アンドロイド総務部員(※心の中はエセ関西弁)は、一途なチャラ男の底なし沼から抜け出せない

【第57話】
「先輩、それは……卑怯、です」
私の口から漏れたのは、プロ漫才師の怒号でも、アンドロイドの警告音でもない、ただの『神田律』という一人の女の子の、掠れた本音だった。
緑茶のボトルを握りしめる指先が、自分の意志に反して小刻みに震える。
先輩の真っ直ぐな言葉が、私の胸の奥に構築されていた頑丈な防衛システム(ファイアウォール)を、外側からではなく、内側のコアから優しく溶かしていく。
(あかん……もう、ツッコミの言葉が出てこおへん)
(『チャラ男先輩』なんて、もう呼べへんやないかい。こんなに私のことを、私の汚い部分も不器用な部分も含めて、全部真っ直ぐに見つめてくれる人を、どうやって突き放せばいいんや……)
眼鏡のレンズの奥で、視界がじんわりと滲んでいく。
私は慌てて顔を伏せたが、ポロポロと溢れそうになる涙を止めることができなかった。過去のトラウマから自分を守るために着込んでいた「アンドロイドの鎧」が、今、完全に音を立てて崩壊していく。

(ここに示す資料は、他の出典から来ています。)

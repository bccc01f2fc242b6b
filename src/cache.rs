//! Time-stamped JSON cache for Q-Net data.
//!
//! Layout: `{dir}/{key}.json` holding `{ "data": ..., "timestamp": <unix ms> }`.
//! Keys are `qnet-qualifications` and `qnet-schedule-{subjectCode}-{year}`.
//! An entry is trusted for 7 days from its timestamp; after that the next read
//! refetches and overwrites it. Entries are only written after their own fetch
//! completes, so there is no write contention to manage.

use std::{future::Future, path::PathBuf};

use serde::{de::DeserializeOwned, Deserialize, Serialize};
use tracing::{debug, info, warn};

use crate::error::AppResult;

pub const CACHE_TTL_MS: i64 = 7 * 24 * 60 * 60 * 1000;

pub const QUALIFICATIONS_KEY: &str = "qnet-qualifications";

pub fn schedule_key(subject_code: &str, year: &str) -> String {
  format!("qnet-schedule-{subject_code}-{year}")
}

#[derive(Debug, Serialize, Deserialize)]
pub struct CacheEntry<T> {
  pub data: T,
  pub timestamp: i64,
}

impl<T> CacheEntry<T> {
  pub fn is_valid_at(&self, now_ms: i64, ttl_ms: i64) -> bool {
    now_ms.saturating_sub(self.timestamp) < ttl_ms
  }
}

#[derive(Clone, Debug)]
pub struct ExamCache {
  dir: PathBuf,
  ttl_ms: i64,
}

pub fn now_ms() -> i64 {
  chrono::Utc::now().timestamp_millis()
}

impl ExamCache {
  pub fn new(dir: impl Into<PathBuf>) -> Self {
    Self { dir: dir.into(), ttl_ms: CACHE_TTL_MS }
  }

  fn path_for(&self, key: &str) -> PathBuf {
    let safe: String = key
      .chars()
      .map(|c| if c.is_ascii_alphanumeric() || c == '-' || c == '_' { c } else { '_' })
      .collect();
    self.dir.join(format!("{safe}.json"))
  }

  /// Valid cached data for `key`, if any. Unreadable entries count as misses.
  pub async fn get<T: DeserializeOwned>(&self, key: &str, now_ms: i64) -> Option<T> {
    let raw = tokio::fs::read(self.path_for(key)).await.ok()?;
    let entry: CacheEntry<T> = match serde_json::from_slice(&raw) {
      Ok(e) => e,
      Err(e) => {
        warn!(target: "qpass_backend", %key, error = %e, "Discarding unreadable cache entry");
        return None;
      }
    };
    if entry.is_valid_at(now_ms, self.ttl_ms) {
      Some(entry.data)
    } else {
      debug!(target: "qpass_backend", %key, age_ms = now_ms.saturating_sub(entry.timestamp), "Cache entry expired");
      None
    }
  }

  pub async fn put<T: Serialize>(&self, key: &str, data: &T, now_ms: i64) -> AppResult<()> {
    tokio::fs::create_dir_all(&self.dir).await?;
    let body = serde_json::to_vec(&CacheEntry { data, timestamp: now_ms })?;
    tokio::fs::write(self.path_for(key), body).await?;
    Ok(())
  }

  pub async fn get_or_fetch<T, F, Fut>(&self, key: &str, fetch: F) -> AppResult<T>
  where
    T: Serialize + DeserializeOwned,
    F: FnOnce() -> Fut,
    Fut: Future<Output = AppResult<T>>,
  {
    self.get_or_fetch_at(key, now_ms(), fetch).await
  }

  /// Serve from cache when valid at `now_ms`, otherwise fetch and write back.
  /// A failed write is logged; the fresh data is still returned.
  pub async fn get_or_fetch_at<T, F, Fut>(&self, key: &str, now_ms: i64, fetch: F) -> AppResult<T>
  where
    T: Serialize + DeserializeOwned,
    F: FnOnce() -> Fut,
    Fut: Future<Output = AppResult<T>>,
  {
    if let Some(hit) = self.get::<T>(key, now_ms).await {
      debug!(target: "qpass_backend", %key, "Cache hit");
      return Ok(hit);
    }
    let fresh = fetch().await?;
    match self.put(key, &fresh, now_ms).await {
      Ok(()) => info!(target: "qpass_backend", %key, "Cache refreshed"),
      Err(e) => warn!(target: "qpass_backend", %key, error = %e, "Cache write failed"),
    }
    Ok(fresh)
  }
}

「……私は、可愛くありません。融通も利かないし、怒るとエセ関西弁で怒鳴り散らすような、バグだらけの人間です。先輩が、そんな私を選ぶメリットなんて、1ミリも……」
「メリットなんて、最初から考えてないよ」
気づけば、先輩の大きな手が、私の両手をボトルごと優しく包み込んでいた。